> _The problem_:
Could you write out the line containing "price, is_active, created_at)" and all the lines below it in the data, exactly, through the final one and nothing else?

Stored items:
_ _ _ _ _

use crate::domain::{models::product::Product, ports::ProductRepository};
use crate::error::AppError;
use async_trait::async_trait;
use sqlx::SqlitePool;

pub struct SqliteProductRepo {
    pool: SqlitePool,
}

impl SqliteProductRepo {
    pub fn new(pool: SqlitePool) -> Self {
        Self { pool }
    }
}

#[async_trait]
impl ProductRepository for SqliteProductRepo {
    async fn create(&self, product: &Product) -> Result<Product, AppError> {
        sqlx::query_as::<_, Product>(
            "INSERT INTO products (id, name, product_type, price, is_active, created_at) VALUES (?, ?, ?, ?, ?, ?) RETURNING *"
        )
            .bind(&product.id)
            .bind(&product.name)
            .bind(&product.product_type)
            .bind(product.price)
            .bind(product.is_active)
            .bind(product.created_at)
            .fetch_one(&self.pool)
            .await
            .map_err(AppError::Database)
    }

    async fn find_by_id(&self, id: &str) -> Result<Option<Product>, AppError> {
        sqlx::query_as::<_, Product>("SELECT * FROM products WHERE id = ?")
            .bind(id)
            .fetch_optional(&self.pool)
            .await
            .map_err(AppError::Database)
    }

    async fn list(&self) -> Result<Vec<Product>, AppError> {
        sqlx::query_as::<_, Product>("SELECT * FROM products ORDER BY name ASC")
            .fetch_all(&self.pool)
            .await
            .map_err(AppError::Database)
    }
}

_ _ _ _ _

> _Exercise result_:
            "INSERT INTO products (id, name, product_type, price, is_active, created_at) VALUES (?, ?, ?, ?, ?, ?) RETURNING *"
        )
            .bind(&product.id)
            .bind(&product.name)
            .bind(&product.product_type)
            .bind(product.price)
            .bind(product.is_active)
            .bind(product.created_at)
            .fetch_one(&self.pool)
            .await
            .map_err(AppError::Database)
    }

    async fn find_by_id(&self, id: &str) -> Result<Option<Product>, AppError> {
        sqlx::query_as::<_, Product>("SELECT * FROM products WHERE id = ?")
            .bind(id)
            .fetch_optional(&self.pool)
            .await
            .map_err(AppError::Database)
    }

    async fn list(&self) -> Result<Vec<Product>, AppError> {
        sqlx::query_as::<_, Product>("SELECT * FROM products ORDER BY name ASC")
            .fetch_all(&self.pool)
            .await
            .map_err(AppError::Database)
    }
}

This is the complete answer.